The Awful Sights Of Summer
Cosmopolitan UK|July 2019
The Awful Sights Of Summer

Every year they come out. The bum cheeks! The ill-advised accessories! The novelty pool floats! These are the seven things you’re guaranteed to see this season…

Lauren Bravo

Out of office on, suitcase packed, tiny toiletries purchased – you’re going on holiday! Holibobs! Vay-cay yay! And repeat, until every friend ignores you. Of course, wherever you head, every summer is defined by certain trends, tropes and stuff that appears as if from nowhere. Just like those errant pubic hairs that always grow faster in the heat, so our collective summer obsessions sprout magically overnight – and before you know it, they’re everywhere. Here’s the lowdown on the sights you’ll (unfortunately) lay eyes on this year. Tick them all off on your holiday bingo card to win an imaginary bottle of ouzo.
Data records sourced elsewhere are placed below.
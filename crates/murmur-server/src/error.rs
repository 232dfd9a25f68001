//! Error types for the HTTP layer.
//!
//! [`ApiError`] unifies all failure modes into a single enum that can be
//! converted into an Axum HTTP response via its
//! [`IntoResponse`](axum::response::IntoResponse) implementation.

use axum::http::StatusCode;
use axum::response::{IntoResponse, Response};
use murmur_hub::EditError;
use murmur_store::StoreError;
use murmur_types::RejectReason;

/// Errors that can occur while serving an HTTP request.
#[derive(Debug, thiserror::Error)]
pub enum ApiError {
    /// The submitted message was refused.
    #[error("{0}")]
    Rejected(#[from] RejectReason),

    /// The requested resource was not found.
    #[error("not found: {0}")]
    NotFound(String),

    /// The message store failed.
    #[error("store error: {0}")]
    Store(#[from] StoreError),

    /// The page template failed to render.
    #[error("template error: {0}")]
    Template(#[from] minijinja::Error),
}

impl From<EditError> for ApiError {
    fn from(err: EditError) -> Self {
        match err {
            EditError::Rejected(reason) => Self::Rejected(reason),
            EditError::NotFound(id) => Self::NotFound(format!("message {id}")),
            EditError::Store(e) => Self::Store(e),
        }
    }
}

impl IntoResponse for ApiError {
    fn into_response(self) -> Response {
        let status = match &self {
            Self::Rejected(_) => StatusCode::UNPROCESSABLE_ENTITY,
            Self::NotFound(_) => StatusCode::NOT_FOUND,
            Self::Store(_) | Self::Template(_) => StatusCode::INTERNAL_SERVER_ERROR,
        };
        if status.is_server_error() {
            tracing::error!(error = %self, "Request failed");
        }

        let body = serde_json::json!({
            "error": self.to_string(),
            "status": status.as_u16(),
        });

        (status, axum::Json(body)).into_response()
    }
}
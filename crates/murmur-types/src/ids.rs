//! Type-safe identifier wrappers around [`Uuid`].
//!
//! Connection identifiers use UUID v7 (time-ordered), so sorting by id
//! yields registration order. Message identifiers are plain integers
//! allocated by the message store and are not wrapped here.

use serde::{Deserialize, Serialize};
use ts_rs::TS;
use uuid::Uuid;

/// Generates a newtype wrapper around [`Uuid`] with standard derives.
macro_rules! define_id {
    (
        $(#[$meta:meta])*
        $name:ident
    ) => {
        $(#[$meta])*
        #[derive(Debug, Clone, Copy, PartialEq, Eq, PartialOrd, Ord, Hash, Serialize, Deserialize, TS)]
        #[ts(export, export_to = "bindings/")]
        pub struct $name(pub Uuid);

        impl $name {
            /// Create a new identifier using UUID v7 (time-ordered).
            pub fn new() -> Self {
                Self(Uuid::now_v7())
            }

            /// Return the inner [`Uuid`] value.
            pub const fn into_inner(self) -> Uuid {
                self.0
            }
        }

        impl Default for $name {
            fn default() -> Self {
                Self::new()
            }
        }

        impl core::fmt::Display for $name {
            fn fmt(&self, f: &mut core::fmt::Formatter<'_>) -> core::fmt::Result {
                write!(f, "{}", self.0)
            }
        }

        impl From<Uuid> for $name {
            fn from(id: Uuid) -> Self {
                Self(id)
            }
        }

        impl From<$name> for Uuid {
            fn from(id: $name) -> Self {
                id.0
            }
        }
    };
}

define_id! {
    /// Unique identifier for one live real-time connection.
    ///
    /// Assigned by the registry when the connection is registered and
    /// never reused after it is unregistered.
    ConnectionId
}
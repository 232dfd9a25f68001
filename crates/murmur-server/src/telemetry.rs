//! Structured logging bootstrap.

use tracing_subscriber::EnvFilter;

use crate::config::{LogFormat, LoggingConfig};

/// Install the global `tracing` subscriber.
///
/// `RUST_LOG` takes precedence over [`LoggingConfig::level`].
///
/// # Errors
///
/// Fails if a global subscriber is already installed.
pub fn init_tracing(config: &LoggingConfig) -> Result<(), Box<dyn std::error::Error + Send + Sync>> {
    let filter =
        EnvFilter::try_from_default_env().unwrap_or_else(|_| EnvFilter::new(&config.level));

    match config.format {
        LogFormat::Pretty => tracing_subscriber::fmt()
            .with_env_filter(filter)
            .with_target(true)
            .try_init(),
        LogFormat::Json => tracing_subscriber::fmt()
            .json()
            .with_env_filter(filter)
            .with_target(true)
            .try_init(),
    }
}
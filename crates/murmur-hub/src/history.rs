//! Bounded FIFO of the most recent messages, replayed to new joiners.

use std::collections::VecDeque;

use murmur_types::ChatMessage;

use crate::error::EditError;

/// Number of messages retained when no capacity is configured.
pub const DEFAULT_HISTORY_CAPACITY: usize = 100;

/// Ring buffer of recent messages, oldest first.
///
/// Once full, every push evicts the oldest entry. Capacity is at least 1.
#[derive(Debug, Clone)]
pub struct HistoryBuffer {
    messages: VecDeque<ChatMessage>,
    capacity: usize,
}

impl HistoryBuffer {
    /// Create an empty buffer holding at most `capacity` messages.
    ///
    /// A capacity of 0 is raised to 1.
    pub fn new(capacity: usize) -> Self {
        let capacity = capacity.max(1);
        Self {
            messages: VecDeque::with_capacity(capacity),
            capacity,
        }
    }

    /// Append a message, returning the evicted oldest entry if the buffer
    /// was full.
    pub fn push(&mut self, message: ChatMessage) -> Option<ChatMessage> {
        let evicted = if self.messages.len() >= self.capacity {
            self.messages.pop_front()
        } else {
            None
        };
        self.messages.push_back(message);
        evicted
    }

    /// Append many messages in order. Only the last `capacity` survive.
    pub fn extend(&mut self, messages: impl IntoIterator<Item = ChatMessage>) {
        for message in messages {
            self.push(message);
        }
    }

    /// Copy of the buffered messages, oldest first.
    pub fn to_vec(&self) -> Vec<ChatMessage> {
        self.messages.iter().cloned().collect()
    }

    /// Overwrite the buffered entry sharing `updated.id`, if still present.
    pub fn replace(&mut self, updated: &ChatMessage) -> bool {
        if updated.id.is_none() {
            return false;
        }
        match self.messages.iter_mut().find(|m| m.id == updated.id) {
            Some(entry) => {
                entry.clone_from(updated);
                true
            }
            None => false,
        }
    }

    /// Edit a buffered message in place.
    ///
    /// # Errors
    ///
    /// Returns [`EditError::NotFound`] if no buffered message has that id,
    /// or [`EditError::Rejected`] if `text` is blank.
    pub fn edit(&mut self, id: u64, text: &str, edited_at: i64) -> Result<ChatMessage, EditError> {
        let entry = self
            .messages
            .iter_mut()
            .find(|m| m.id == Some(id))
            .ok_or(EditError::NotFound(id))?;
        entry.edit(text, edited_at)?;
        Ok(entry.clone())
    }

    /// Number of buffered messages.
    pub fn len(&self) -> usize {
        self.messages.len()
    }

    /// Whether the buffer is empty.
    pub fn is_empty(&self) -> bool {
        self.messages.is_empty()
    }

    /// Maximum number of buffered messages.
    pub const fn capacity(&self) -> usize {
        self.capacity
    }
}

impl Default for HistoryBuffer {
    fn default() -> Self {
        Self::new(DEFAULT_HISTORY_CAPACITY)
    }
}
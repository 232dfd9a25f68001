//! Chat server binary.
//!
//! # Startup Sequence
//!
//! 1. Load configuration (`murmur-config.yaml` plus environment overrides)
//! 2. Initialize structured logging (tracing)
//! 3. Open the message store
//! 4. Create the hub and restore recent history from the store
//! 5. Serve HTTP + `WebSocket` until a shutdown signal

use std::sync::Arc;

use anyhow::Context as _;
use murmur_hub::Hub;
use murmur_server::telemetry::init_tracing;
use murmur_server::{AppState, MurmurConfig, start_server};
use tracing::info;

#[tokio::main]
async fn main() -> anyhow::Result<()> {
    // 1. Load configuration.
    let config = MurmurConfig::load().context("loading configuration")?;

    // 2. Initialize structured logging.
    init_tracing(&config.logging).map_err(|e| anyhow::anyhow!("initializing tracing: {e}"))?;
    info!(
        host = config.server.host,
        port = config.server.port,
        history_capacity = config.hub.history_capacity,
        send_buffer = config.hub.send_buffer,
        send_timeout_ms = config.hub.send_timeout_ms,
        store = ?config.store.backend,
        "murmur-server starting"
    );

    // 3. Open the message store.
    let store = config
        .store
        .open()
        .await
        .with_context(|| format!("opening message store {}", config.store.path.display()))?;
    info!(backend = store.name(), "Message store ready");

    // 4. Create the hub.
    let hub = Hub::with_store(config.hub.history_capacity, Arc::new(store))
        .with_send_timeout(config.hub.send_timeout());
    let restored = hub
        .restore_from_store()
        .await
        .context("restoring history")?;
    info!(restored, "Hub ready");

    // 5. Serve.
    let state = Arc::new(
        AppState::new(hub)
            .context("compiling page templates")?
            .with_send_buffer(config.hub.send_buffer),
    );
    start_server(&config.server, state).await?;

    info!("murmur-server shutdown complete");
    Ok(())
}
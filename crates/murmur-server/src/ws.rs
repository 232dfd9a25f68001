//! `WebSocket` handler for the chat stream.
//!
//! Clients connect to `GET /ws`. The socket is split: a writer task owns
//! the write half and drains a bounded queue, and the [`WsConnection`]
//! the hub sees only pushes onto that queue. The read half feeds client
//! frames to [`Hub::submit`](murmur_hub::Hub::submit) until the peer goes
//! away or the hub drops the connection.
//!
//! Rejected frames (bad JSON, blank text) are ignored without an error
//! frame and the connection stays open.

use std::future::{Future, ready};
use std::sync::Arc;

use axum::extract::ws::{Message, Utf8Bytes, WebSocket};
use axum::extract::{State, WebSocketUpgrade};
use axum::response::IntoResponse;
use futures::stream::SplitSink;
use futures::{SinkExt, StreamExt};
use murmur_hub::{Connection, TransportError};
use tokio::sync::{Notify, mpsc};
use tokio::task::JoinHandle;
use tracing::debug;

use crate::state::AppState;

/// Frames queued per client when none is configured.
pub const DEFAULT_SEND_BUFFER: usize = 64;

/// The hub's handle on one client socket.
///
/// Sends never wait on the peer: a full queue fails with
/// [`TransportError::Full`] and the hub drops the client.
pub struct WsConnection {
    outbound: mpsc::Sender<Message>,
    closed: Notify,
}

impl WsConnection {
    /// Wrap the sending side of a client's outbound queue.
    pub fn new(outbound: mpsc::Sender<Message>) -> Self {
        Self {
            outbound,
            closed: Notify::new(),
        }
    }

    /// Resolves once the hub has closed this connection.
    pub async fn closed(&self) {
        self.closed.notified().await;
    }

    fn enqueue(&self, message: Message) -> Result<(), TransportError> {
        self.outbound.try_send(message).map_err(|e| match e {
            mpsc::error::TrySendError::Full(_) => TransportError::Full,
            mpsc::error::TrySendError::Closed(_) => TransportError::Closed,
        })
    }
}

impl Connection for WsConnection {
    type Frame = Utf8Bytes;

    fn send(&self, frame: Utf8Bytes) -> impl Future<Output = Result<(), TransportError>> + Send {
        ready(self.enqueue(Message::Text(frame)))
    }

    fn close(&self) {
        self.closed.notify_one();
    }
}

/// Upgrade an HTTP request to a `WebSocket` chat connection.
///
/// # Route
///
/// `GET /ws`
pub async fn ws_chat(
    ws: WebSocketUpgrade,
    State(state): State<Arc<AppState>>,
) -> impl IntoResponse {
    ws.on_upgrade(|socket| handle_ws(socket, state))
}

/// Drain the outbound queue into the socket until it closes or a write
/// fails.
fn spawn_writer(
    mut sink: SplitSink<WebSocket, Message>,
    mut outbound: mpsc::Receiver<Message>,
) -> JoinHandle<()> {
    tokio::spawn(async move {
        while let Some(message) = outbound.recv().await {
            if let Err(e) = sink.send(message).await {
                debug!("WebSocket write failed: {e}");
                break;
            }
        }
        let _ = sink.close().await;
    })
}

/// Join the hub, pump client frames into it, and leave on disconnect.
async fn handle_ws(socket: WebSocket, state: Arc<AppState>) {
    let (sink, mut stream) = socket.split();
    let (tx, rx) = mpsc::channel(state.send_buffer());
    let writer = spawn_writer(sink, rx);
    let conn = Arc::new(WsConnection::new(tx));

    let handle = match state.hub.on_connect(Arc::clone(&conn)).await {
        Ok(handle) => handle,
        Err(e) => {
            debug!(error = %e, "WebSocket client never joined");
            writer.abort();
            return;
        }
    };
    let connection_id = handle.id();

    loop {
        tokio::select! {
            () = conn.closed() => {
                debug!(%connection_id, "Connection dropped by hub, closing socket");
                break;
            }
            msg = stream.next() => {
                let Some(msg) = msg else {
                    debug!(%connection_id, "WebSocket stream ended");
                    break;
                };
                match msg {
                    Ok(Message::Text(text)) => {
                        // Rejections are logged by the hub; the frame is dropped.
                        let _ = state.hub.submit(text.as_str(), connection_id).await;
                    }
                    Ok(Message::Ping(data)) => {
                        if conn.enqueue(Message::Pong(data)).is_err() {
                            debug!(%connection_id, "WebSocket client not reading (pong dropped)");
                            break;
                        }
                    }
                    Ok(Message::Close(_)) => {
                        debug!(%connection_id, "WebSocket client sent close");
                        break;
                    }
                    Ok(Message::Binary(_) | Message::Pong(_)) => {
                        // Chat payloads are text frames only.
                    }
                    Err(e) => {
                        debug!(%connection_id, "WebSocket error: {e}");
                        break;
                    }
                }
            }
        }
    }

    state.hub.disconnect(handle).await;
    writer.abort();
}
Unicorns are over, flamingoes are finished, and nobody’s getting on an inflatable pizza slice in 2019 unless it’s certified 100% vegan. But the water-based whimsy ain’t over yet. There it is, drifting into your poolside field of vision while you’re failing to read Normal People: the alpaca float! It’s a rainbow. It’s glitter. It’s wearing cute tasseled accessories. It somehow has longer eyelashes than you do.

Who it belongs to Lindsée, a 12-year old influencer with considerably more followers than you. She shot to fame live streaming the mindful beauty routine that got her through her year six SAT exams and is now taking some time out to switch off, practice mindfulness and really reconnects with her most authentic self. On a holiday #gifted by Visit Cyprus.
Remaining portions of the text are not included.